Records from a data source:
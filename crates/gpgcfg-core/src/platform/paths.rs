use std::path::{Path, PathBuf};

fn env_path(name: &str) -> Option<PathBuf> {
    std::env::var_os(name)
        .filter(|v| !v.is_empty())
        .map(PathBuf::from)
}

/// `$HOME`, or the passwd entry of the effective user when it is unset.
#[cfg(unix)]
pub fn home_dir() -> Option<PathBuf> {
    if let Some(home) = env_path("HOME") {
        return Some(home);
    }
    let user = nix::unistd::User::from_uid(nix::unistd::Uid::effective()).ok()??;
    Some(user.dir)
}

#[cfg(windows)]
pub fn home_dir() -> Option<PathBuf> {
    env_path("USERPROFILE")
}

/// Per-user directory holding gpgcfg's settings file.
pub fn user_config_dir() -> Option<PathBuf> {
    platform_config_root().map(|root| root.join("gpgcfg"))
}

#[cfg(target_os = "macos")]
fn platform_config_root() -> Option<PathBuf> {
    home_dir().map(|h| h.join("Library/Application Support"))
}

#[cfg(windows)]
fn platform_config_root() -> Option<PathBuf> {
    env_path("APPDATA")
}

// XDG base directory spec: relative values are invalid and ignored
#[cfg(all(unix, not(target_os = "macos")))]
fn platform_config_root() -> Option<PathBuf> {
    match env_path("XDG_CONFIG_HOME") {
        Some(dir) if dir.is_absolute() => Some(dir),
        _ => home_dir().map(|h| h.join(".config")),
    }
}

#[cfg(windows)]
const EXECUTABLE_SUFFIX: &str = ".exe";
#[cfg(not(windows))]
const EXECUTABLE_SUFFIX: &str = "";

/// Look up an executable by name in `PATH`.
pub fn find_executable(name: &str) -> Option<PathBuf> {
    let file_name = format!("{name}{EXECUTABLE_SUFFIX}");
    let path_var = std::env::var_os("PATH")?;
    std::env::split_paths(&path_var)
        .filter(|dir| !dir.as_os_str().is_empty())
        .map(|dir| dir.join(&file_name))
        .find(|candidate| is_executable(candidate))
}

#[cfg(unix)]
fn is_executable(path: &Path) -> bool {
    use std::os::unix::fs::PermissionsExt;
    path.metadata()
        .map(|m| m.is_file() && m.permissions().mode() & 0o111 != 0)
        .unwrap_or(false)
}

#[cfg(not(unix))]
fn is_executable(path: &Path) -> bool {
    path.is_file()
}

Exercise brief
Return only the number of lines in the data above that include the word "effective".

Your response
2